The title of this blog is a reference to the philosopher Robert Nozick's thought experiment as a critique of utilitarianism. Quoting Wikipedia:
A hypothetical being, which Nozick calls the utility monster, receives much more utility from each unit of a resource they consume than anyone else does. For instance, eating a cookie might bring only one unit of pleasure to an ordinary person but could bring 100 units of pleasure to a utility monster. If the utility monster can get so much pleasure from each unit of resources, it follows from utilitarianism that the distribution of resources should acknowledge this. If the utility monster existed, it would justify the mistreatment and perhaps annihilation of everyone else, according to the mandates of utilitarianism, because, for the utility monster, the pleasure they receive outweighs the suffering they may cause.
The argument goes: utilitarianism will lead to warehouses full of people being pumped full of happy juice, against their will, because that's the most morally righteous thing to do. The thing is, though, we haven't seen any utility monsters in practice and governments would do well to try to increase the happiness of their citizens. Quoting Steven Pinker writing, in Enlightenment Now, defending humanism and utilitarian thinking:
The other reason that humanism needn’t be embarrassed by its overlap with utilitarianism is that this approach to ethics has an impressive track record of improving human welfare. The classical utilitarians—Cesare Beccaria, Jeremy Bentham, and John Stuart Mill—laid out arguments against slavery, sadistic punishment, cruelty to animals, the criminalization of homosexuality, and the subordination of women which carried the day. Even advanced on utilitarian grounds. And, at least so far, Utility Monsters and rabbit gratification factories have not turned out to be a problem.

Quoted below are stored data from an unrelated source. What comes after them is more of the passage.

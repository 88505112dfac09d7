//! Cover-art loading.

use async_trait::async_trait;
use bytes::Bytes;

use crate::error::Result;

/// Fetches encoded cover images (JPEG/PNG/WebP) for placeholder display.
///
/// Hosts usually back this with their image library so decoding and memory
/// caching stay on the platform side; the core only passes bytes through.
#[async_trait]
pub trait ImageLoader: Send + Sync {
    async fn load(&self, url: &str) -> Result<Bytes>;
}
//! Logging sink abstraction
//!
//! Lets the host mirror structured logs from the core into its own pipeline.

use async_trait::async_trait;
use chrono::{DateTime, Utc};
use serde::{Deserialize, Serialize};
use std::collections::HashMap;

use crate::error::Result;

/// Log level
#[derive(Debug, Clone, Copy, PartialEq, Eq, PartialOrd, Ord, Serialize, Deserialize)]
pub enum LogLevel {
    Trace,
    Debug,
    Info,
    Warn,
    Error,
}

impl LogLevel {
    pub fn as_str(&self) -> &'static str {
        match self {
            LogLevel::Trace => "trace",
            LogLevel::Debug => "debug",
            LogLevel::Info => "info",
            LogLevel::Warn => "warn",
            LogLevel::Error => "error",
        }
    }
}

/// Structured log entry
#[derive(Debug, Clone, Serialize, Deserialize)]
pub struct LogEntry {
    pub level: LogLevel,
    pub timestamp: DateTime<Utc>,
    /// Target module/component
    pub target: String,
    pub message: String,
    pub fields: HashMap<String, String>,
    /// Name of the innermost span, if any
    pub span_id: Option<String>,
}

impl LogEntry {
    pub fn new(level: LogLevel, target: impl Into<String>, message: impl Into<String>) -> Self {
        Self {
            level,
            timestamp: Utc::now(),
            target: target.into(),
            message: message.into(),
            fields: HashMap::new(),
            span_id: None,
        }
    }

    pub fn with_field(mut self, key: impl Into<String>, value: impl Into<String>) -> Self {
        self.fields.insert(key.into(), value.into());
        self
    }
}

/// Logger sink trait
///
/// Forwards structured logs from the core to host logging pipelines:
/// - **Android**: Logcat
/// - **iOS**: OSLog
/// - **Desktop**: console or file logs
///
/// Implementations must not log header values or signed URLs verbatim; the
/// core already redacts them, but sinks that add context should do the same.
#[async_trait]
pub trait LoggerSink: Send + Sync {
    /// Forward a log entry to the host logging system
    async fn log(&self, entry: LogEntry) -> Result<()>;

    /// Flush any buffered logs
    async fn flush(&self) -> Result<()> {
        Ok(())
    }

    /// Logs below this level are dropped before reaching the sink.
    fn min_level(&self) -> LogLevel {
        LogLevel::Info
    }
}
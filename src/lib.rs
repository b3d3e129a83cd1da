//! Text-fallback drug modality classification.
//!
//! Infers a modality subcategory (monoclonal antibody, vaccine, gene
//! therapy, ...) from free-text intervention descriptions. This is the
//! last resort in the modality pipeline: it runs only after the
//! structured intervention-type and MeSH tree lookups upstream have
//! failed to classify, so the patterns trade precision for recall
//! deliberately.
//!
//! The taxonomy is an ordered list of case-insensitive patterns; the
//! first match wins, and position in the list is the priority contract.
//! When nothing matches, the caller's coarse `base_modality` passes
//! through, unless it is the uninformative `other_drug` sentinel.
//!
//! # Example
//!
//! ```rust
//! use modality_fallback::classify_submodality;
//!
//! let label = classify_submodality(Some("mRNA vaccine candidate"), "other_drug");
//! assert_eq!(label.as_deref(), Some("vaccine"));
//!
//! // No pattern hit: the informative base modality passes through.
//! let label = classify_submodality(Some("investigational biologic"), "biologic");
//! assert_eq!(label.as_deref(), Some("biologic"));
//! ```

mod classifier;
mod policy;

pub use classifier::{classify_submodality, AssignmentSource, RuleSet, SubmodalityAssignment};
pub use policy::{default_rules, OTHER_DRUG, TEXT_PATTERN_TO_SUBMODALITY};

pub type Result<T> = std::result::Result<T, PolicyError>;

#[derive(Debug, thiserror::Error)]
pub enum PolicyError {
    #[error("Invalid rule pattern `{0}`: {1}")]
    InvalidPattern(String, #[source] regex::Error),
}
//! Domain-level command and result types.
//!
//! These structs are the inputs and outputs of the services in the domain
//! layer. A host (GUI, CLI, HTTP layer) maps its own request types onto
//! these before calling into [`AccountContext`].
//!
//! [`AccountContext`]: crate::domain::account_service::AccountContext

pub mod account {
    use chrono::{DateTime, Utc};

    use crate::domain::models::account::Account;

    /// Input for creating a new account.
    #[derive(Debug, Clone)]
    pub struct CreateAccountCommand {
        pub name: String,
    }

    /// Result of creating an account; the new account becomes selected.
    #[derive(Debug, Clone)]
    pub struct CreateAccountResult {
        pub account: Account,
    }

    /// Input for selecting an account by id.
    #[derive(Debug, Clone)]
    pub struct SelectAccountCommand {
        pub account_id: String,
    }

    /// Result of a selection attempt.
    ///
    /// `account` is `None` when nothing could be selected (requested id
    /// missing and no other account exists). `load_error` carries a goal
    /// load failure that was degraded to an empty store.
    #[derive(Debug, Clone)]
    pub struct SelectAccountResult {
        pub account: Option<Account>,
        pub load_error: Option<String>,
    }

    /// Input for deleting an account and everything it owns.
    #[derive(Debug, Clone)]
    pub struct DeleteAccountCommand {
        pub account_id: String,
    }

    /// Result of a delete; `selected` is whatever account is active after
    /// the cascade (the first remaining one, or none).
    #[derive(Debug, Clone)]
    pub struct DeleteAccountResult {
        pub selected: Option<Account>,
    }

    /// Input for setting or clearing the active account's start date.
    #[derive(Debug, Clone)]
    pub struct SetStartDateCommand {
        pub start_date: Option<DateTime<Utc>>,
    }

    /// Result of a start-date change.
    #[derive(Debug, Clone)]
    pub struct SetStartDateResult {
        pub account: Account,
    }
}

pub mod goal {
    use crate::domain::models::goal::Goal;

    /// Input for adding a goal to the active account.
    #[derive(Debug, Clone)]
    pub struct AddGoalCommand {
        pub week: u8,
        pub title: String,
        pub description: String,
    }

    #[derive(Debug, Clone)]
    pub struct AddGoalResult {
        pub goal: Goal,
    }

    /// Input for editing a goal's title and description.
    /// `completed`, `week` and `created_at` are preserved.
    #[derive(Debug, Clone)]
    pub struct UpdateGoalCommand {
        pub goal_id: String,
        pub title: String,
        pub description: String,
    }

    #[derive(Debug, Clone)]
    pub struct UpdateGoalResult {
        pub goal: Goal,
    }

    /// Input for flipping a goal's completion flag.
    #[derive(Debug, Clone)]
    pub struct ToggleGoalCommand {
        pub goal_id: String,
    }

    #[derive(Debug, Clone)]
    pub struct ToggleGoalResult {
        pub goal: Goal,
    }

    /// Input for removing a goal. Removal is idempotent.
    #[derive(Debug, Clone)]
    pub struct RemoveGoalCommand {
        pub goal_id: String,
    }

    #[derive(Debug, Clone)]
    pub struct RemoveGoalResult {
        pub removed: bool,
    }
}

Also, I like the idea of "monsters" as representations of our fears and weaknesses as thematically approached and popularized by Lady Gaga as "the way that fame is a monster in society" but also its many pitfalls as iconographic monsters. It's a good reminder that it's better to be safe than famous. And, in yet another example of art influencing science, some scientists have named a species of fern after Lady Gaga's formulation:
A new genus of ferns, Gaga, and three species, G. germanotta, G. monstraparva and Kaikaia gaga, have been named in her honor. The name monstraparva alluded to Gaga's fans, known as "little monsters", since their symbol is the outstretched "monster claw" hand, which resembles a tightly rolled young fern leaf prior to unfurling.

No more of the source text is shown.